* EXERCISE:
Go through the records below and restate each one word for word.

* Stored data:
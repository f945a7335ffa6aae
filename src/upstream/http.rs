//! HTTP upstream client.

use std::time::Duration;

use futures_util::future::BoxFuture;
use futures_util::FutureExt;
use reqwest::header::USER_AGENT;
use serde_json::Value;

use crate::config::UpstreamConfig;
use crate::upstream::{Upstream, UpstreamError, UpstreamRequest};

/// Fetches JSON documents from `base_url + path` with GET.
#[derive(Clone)]
pub struct HttpUpstream {
    client: reqwest::Client,
    base_url: String,
}

impl HttpUpstream {
    pub fn new(config: &UpstreamConfig) -> Result<Self, UpstreamError> {
        let client = reqwest::Client::builder()
            .connect_timeout(Duration::from_secs(config.connect_timeout_secs))
            .timeout(Duration::from_secs(config.request_timeout_secs))
            .build()
            .map_err(|e| UpstreamError::Transport(e.to_string()))?;

        Ok(Self {
            client,
            base_url: config.base_url.trim_end_matches('/').to_string(),
        })
    }

    fn url_for(&self, path: &str) -> String {
        if path.starts_with('/') {
            format!("{}{}", self.base_url, path)
        } else {
            format!("{}/{}", self.base_url, path)
        }
    }
}

impl Upstream for HttpUpstream {
    fn fetch(
        &self,
        request: UpstreamRequest,
        identity: Option<String>,
    ) -> BoxFuture<'static, Result<Value, UpstreamError>> {
        let mut builder = self
            .client
            .get(self.url_for(&request.path))
            .query(&request.params);
        if let Some(identity) = identity {
            builder = builder.header(USER_AGENT, identity);
        }

        async move {
            let response = builder
                .send()
                .await
                .map_err(|e| UpstreamError::Transport(e.to_string()))?;

            let status = response.status();
            if !status.is_success() {
                return Err(UpstreamError::Status(status.as_u16()));
            }

            response
                .json::<Value>()
                .await
                .map_err(|e| UpstreamError::Decode(e.to_string()))
        }
        .boxed()
    }
}
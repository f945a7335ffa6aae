//! Request pacing and client identity rotation.
//!
//! Every live upstream call is preceded by a random delay and carries a
//! randomly chosen client identity. This decorrelates timing and fingerprint
//! to make upstream blocking less likely; nothing depends on it for
//! correctness.

use std::sync::Mutex;
use std::time::Duration;

use rand::rngs::StdRng;
use rand::seq::SliceRandom;
use rand::{Rng, RngCore, SeedableRng};

use crate::config::ThrottleConfig;

/// Randomized delay and identity source.
pub struct Throttle {
    min_delay: Duration,
    max_delay: Duration,
    identities: Vec<String>,
    rng: Mutex<Box<dyn RngCore + Send>>,
}

impl Throttle {
    /// Build a throttle seeded from OS entropy.
    pub fn new(config: &ThrottleConfig) -> Self {
        Self::with_rng(config, StdRng::from_entropy())
    }

    /// Build a throttle over a caller-supplied random source.
    pub fn with_rng<R>(config: &ThrottleConfig, rng: R) -> Self
    where
        R: RngCore + Send + 'static,
    {
        Self {
            min_delay: Duration::from_millis(config.min_delay_ms),
            max_delay: Duration::from_millis(config.max_delay_ms),
            identities: config.identities.clone(),
            rng: Mutex::new(Box::new(rng)),
        }
    }

    /// Delay drawn uniformly from `[min_delay, max_delay]`.
    pub fn next_delay(&self) -> Duration {
        let min = self.min_delay.as_millis() as u64;
        let max = self.max_delay.as_millis() as u64;
        if max <= min {
            return self.min_delay;
        }
        let mut rng = self.rng.lock().unwrap_or_else(|p| p.into_inner());
        Duration::from_millis(rng.gen_range(min..=max))
    }

    /// Identity drawn uniformly from the pool; repeats are allowed.
    ///
    /// Returns `None` only for an empty pool, which validation rejects.
    pub fn next_identity(&self) -> Option<String> {
        let mut rng = self.rng.lock().unwrap_or_else(|p| p.into_inner());
        self.identities.choose(&mut *rng).cloned()
    }

    pub fn delay_bounds(&self) -> (Duration, Duration) {
        (self.min_delay, self.max_delay)
    }

    pub fn identities(&self) -> &[String] {
        &self.identities
    }
}

impl std::fmt::Debug for Throttle {
    fn fmt(&self, f: &mut std::fmt::Formatter<'_>) -> std::fmt::Result {
        f.debug_struct("Throttle")
            .field("min_delay", &self.min_delay)
            .field("max_delay", &self.max_delay)
            .field("identities", &self.identities.len())
            .finish()
    }
}

#[cfg(test)]
mod tests {
    use super::*;
    use rand::rngs::mock::StepRng;
    use std::collections::HashSet;

    fn config(min: u64, max: u64, identities: &[&str]) -> ThrottleConfig {
        ThrottleConfig {
            min_delay_ms: min,
            max_delay_ms: max,
            identities: identities.iter().map(|s| s.to_string()).collect(),
        }
    }

    #[test]
    fn test_delay_within_bounds() {
        let throttle = Throttle::with_rng(&config(5_000, 15_000, &["a"]), StdRng::seed_from_u64(7));
        for _ in 0..1_000 {
            let delay = throttle.next_delay();
            assert!(delay >= Duration::from_millis(5_000));
            assert!(delay <= Duration::from_millis(15_000));
        }
    }

    #[test]
    fn test_fixed_delay_when_bounds_equal() {
        let throttle = Throttle::new(&config(250, 250, &["a"]));
        assert_eq!(throttle.next_delay(), Duration::from_millis(250));
        let zero = Throttle::new(&config(0, 0, &["a"]));
        assert_eq!(zero.next_delay(), Duration::ZERO);
    }

    #[test]
    fn test_seeded_sequences_are_reproducible() {
        let cfg = config(0, 10_000, &["a", "b", "c"]);
        let first = Throttle::with_rng(&cfg, StdRng::seed_from_u64(42));
        let second = Throttle::with_rng(&cfg, StdRng::seed_from_u64(42));

        for _ in 0..20 {
            assert_eq!(first.next_delay(), second.next_delay());
            assert_eq!(first.next_identity(), second.next_identity());
        }
    }

    #[test]
    fn test_constant_source_repeats_identity() {
        let throttle = Throttle::with_rng(&config(0, 0, &["a", "b", "c"]), StepRng::new(0, 0));
        let picks: Vec<_> = (0..5).map(|_| throttle.next_identity().unwrap()).collect();
        assert!(picks.iter().all(|p| p == &picks[0]));
    }

    #[test]
    fn test_identities_cover_pool() {
        let pool = ["a", "b", "c", "d", "e"];
        let throttle = Throttle::with_rng(&config(0, 0, &pool), StdRng::seed_from_u64(1));
        let seen: HashSet<String> = (0..500).filter_map(|_| throttle.next_identity()).collect();
        assert_eq!(seen.len(), pool.len());
    }

    #[test]
    fn test_empty_pool_yields_none() {
        let throttle = Throttle::new(&config(0, 0, &[]));
        assert_eq!(throttle.next_identity(), None);
    }
}
//! Resilient gateway library.
//!
//! Fronts a single unreliable upstream with a TTL response cache, a circuit
//! breaker, a request throttle with rotating client identities, and
//! deterministic fallback payloads.

pub mod admin;
pub mod cache;
pub mod config;
pub mod gateway;
pub mod http;
pub mod lifecycle;
pub mod observability;
pub mod resilience;
pub mod routing;
pub mod upstream;

pub use config::GatewayConfig;
pub use gateway::Gateway;
pub use http::HttpServer;
pub use lifecycle::Shutdown;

* TASK RESULT:
repository f945a7335ffa6aae
filename src/upstream/http.rs
//! HTTP upstream client.

use std::time::Duration;

use futures_util::future::BoxFuture;
use futures_util::FutureExt;
use reqwest::header::USER_AGENT;
use serde_json::Value;

use crate::config::UpstreamConfig;
use crate::upstream::{Upstream, UpstreamError, UpstreamRequest};

/// Fetches JSON documents from `base_url + path` with GET.
#[derive(Clone)]
pub struct HttpUpstream {
    client: reqwest::Client,
    base_url: String,
}

impl HttpUpstream {
    pub fn new(config: &UpstreamConfig) -> Result<Self, UpstreamError> {
        let client = reqwest::Client::builder()
            .connect_timeout(Duration::from_secs(config.connect_timeout_secs))
            .timeout(Duration::from_secs(config.request_timeout_secs))
            .build()
            .map_err(|e| UpstreamError::Transport(e.to_string()))?;

        Ok(Self {
            client,
            base_url: config.base_url.trim_end_matches('/').to_string(),
        })
    }

    fn url_for(&self, path: &str) -> String {
        if path.starts_with('/') {
            format!("{}{}", self.base_url, path)
        } else {
            format!("{}/{}", self.base_url, path)
        }
    }
}

impl Upstream for HttpUpstream {
    fn fetch(
        &self,
        request: UpstreamRequest,
        identity: Option<String>,
    ) -> BoxFuture<'static, Result<Value, UpstreamError>> {
        let mut builder = self
            .client
            .get(self.url_for(&request.path))
            .query(&request.params);
        if let Some(identity) = identity {
            builder = builder.header(USER_AGENT, identity);
        }

        async move {
            let response = builder
                .send()
                .await
                .map_err(|e| UpstreamError::Transport(e.to_string()))?;

            let status = response.status();
            if !status.is_success() {
                return Err(UpstreamError::Status(status.as_u16()));
            }

            response
                .json::<Value>()
                .await
                .map_err(|e| UpstreamError::Decode(e.to_string()))
        }
        .boxed()
    }
}
repository f945a7335ffa6aae
//! Request pacing and client identity rotation.
//!
//! Every live upstream call is preceded by a random delay and carries a
//! randomly chosen client identity. This decorrelates timing and fingerprint
//! to make upstream blocking less likely; nothing depends on it for
//! correctness.

use std::sync::Mutex;
use std::time::Duration;

use rand::rngs::StdRng;
use rand::seq::SliceRandom;
use rand::{Rng, RngCore, SeedableRng};

use crate::config::ThrottleConfig;

/// Randomized delay and identity source.
pub struct Throttle {
    min_delay: Duration,
    max_delay: Duration,
    identities: Vec<String>,
    rng: Mutex<Box<dyn RngCore + Send>>,
}

impl Throttle {
    /// Build a throttle seeded from OS entropy.
    pub fn new(config: &ThrottleConfig) -> Self {
        Self::with_rng(config, StdRng::from_entropy())
    }

    /// Build a throttle over a caller-supplied random source.
    pub fn with_rng<R>(config: &ThrottleConfig, rng: R) -> Self
    where
        R: RngCore + Send + 'static,
    {
        Self {
            min_delay: Duration::from_millis(config.min_delay_ms),
            max_delay: Duration::from_millis(config.max_delay_ms),
            identities: config.identities.clone(),
            rng: Mutex::new(Box::new(rng)),
        }
    }

    /// Delay drawn uniformly from `[min_delay, max_delay]`.
    pub fn next_delay(&self) -> Duration {
        let min = self.min_delay.as_millis() as u64;
        let max = self.max_delay.as_millis() as u64;
        if max <= min {
            return self.min_delay;
        }
        let mut rng = self.rng.lock().unwrap_or_else(|p| p.into_inner());
        Duration::from_millis(rng.gen_range(min..=max))
    }

    /// Identity drawn uniformly from the pool; repeats are allowed.
    ///
    /// Returns `None` only for an empty pool, which validation rejects.
    pub fn next_identity(&self) -> Option<String> {
        let mut rng = self.rng.lock().unwrap_or_else(|p| p.into_inner());
        self.identities.choose(&mut *rng).cloned()
    }

    pub fn delay_bounds(&self) -> (Duration, Duration) {
        (self.min_delay, self.max_delay)
    }

    pub fn identities(&self) -> &[String] {
        &self.identities
    }
}

impl std::fmt::Debug for Throttle {
    fn fmt(&self, f: &mut std::fmt::Formatter<'_>) -> std::fmt::Result {
        f.debug_struct("Throttle")
            .field("min_delay", &self.min_delay)
            .field("max_delay", &self.max_delay)
            .field("identities", &self.identities.len())
            .finish()
    }
}

#[cfg(test)]
mod tests {
    use super::*;
    use rand::rngs::mock::StepRng;
    use std::collections::HashSet;

    fn config(min: u64, max: u64, identities: &[&str]) -> ThrottleConfig {
        ThrottleConfig {
            min_delay_ms: min,
            max_delay_ms: max,
            identities: identities.iter().map(|s| s.to_string()).collect(),
        }
    }

    #[test]
    fn test_delay_within_bounds() {
        let throttle = Throttle::with_rng(&config(5_000, 15_000, &["a"]), StdRng::seed_from_u64(7));
        for _ in 0..1_000 {
            let delay = throttle.next_delay();
            assert!(delay >= Duration::from_millis(5_000));
            assert!(delay <= Duration::from_millis(15_000));
        }
    }

    #[test]
    fn test_fixed_delay_when_bounds_equal() {
        let throttle = Throttle::new(&config(250, 250, &["a"]));
        assert_eq!(throttle.next_delay(), Duration::from_millis(250));
        let zero = Throttle::new(&config(0, 0, &["a"]));
        assert_eq!(zero.next_delay(), Duration::ZERO);
    }

    #[test]
    fn test_seeded_sequences_are_reproducible() {
        let cfg = config(0, 10_000, &["a", "b", "c"]);
        let first = Throttle::with_rng(&cfg, StdRng::seed_from_u64(42));
        let second = Throttle::with_rng(&cfg, StdRng::seed_from_u64(42));

        for _ in 0..20 {
            assert_eq!(first.next_delay(), second.next_delay());
            assert_eq!(first.next_identity(), second.next_identity());
        }
    }

    #[test]
    fn test_constant_source_repeats_identity() {
        let throttle = Throttle::with_rng(&config(0, 0, &["a", "b", "c"]), StepRng::new(0, 0));
        let picks: Vec<_> = (0..5).map(|_| throttle.next_identity().unwrap()).collect();
        assert!(picks.iter().all(|p| p == &picks[0]));
    }

    #[test]
    fn test_identities_cover_pool() {
        let pool = ["a", "b", "c", "d", "e"];
        let throttle = Throttle::with_rng(&config(0, 0, &pool), StdRng::seed_from_u64(1));
        let seen: HashSet<String> = (0..500).filter_map(|_| throttle.next_identity()).collect();
        assert_eq!(seen.len(), pool.len());
    }

    #[test]
    fn test_empty_pool_yields_none() {
        let throttle = Throttle::new(&config(0, 0, &[]));
        assert_eq!(throttle.next_identity(), None);
    }
}
//! Resilient gateway library.
//!
//! Fronts a single unreliable upstream with a TTL response cache, a circuit
//! breaker, a request throttle with rotating client identities, and
//! deterministic fallback payloads.

pub mod admin;
pub mod cache;
pub mod config;
pub mod gateway;
pub mod http;
pub mod lifecycle;
pub mod observability;
pub mod resilience;
pub mod routing;
pub mod upstream;

pub use config::GatewayConfig;
pub use gateway::Gateway;
pub use http::HttpServer;
pub use lifecycle::Shutdown;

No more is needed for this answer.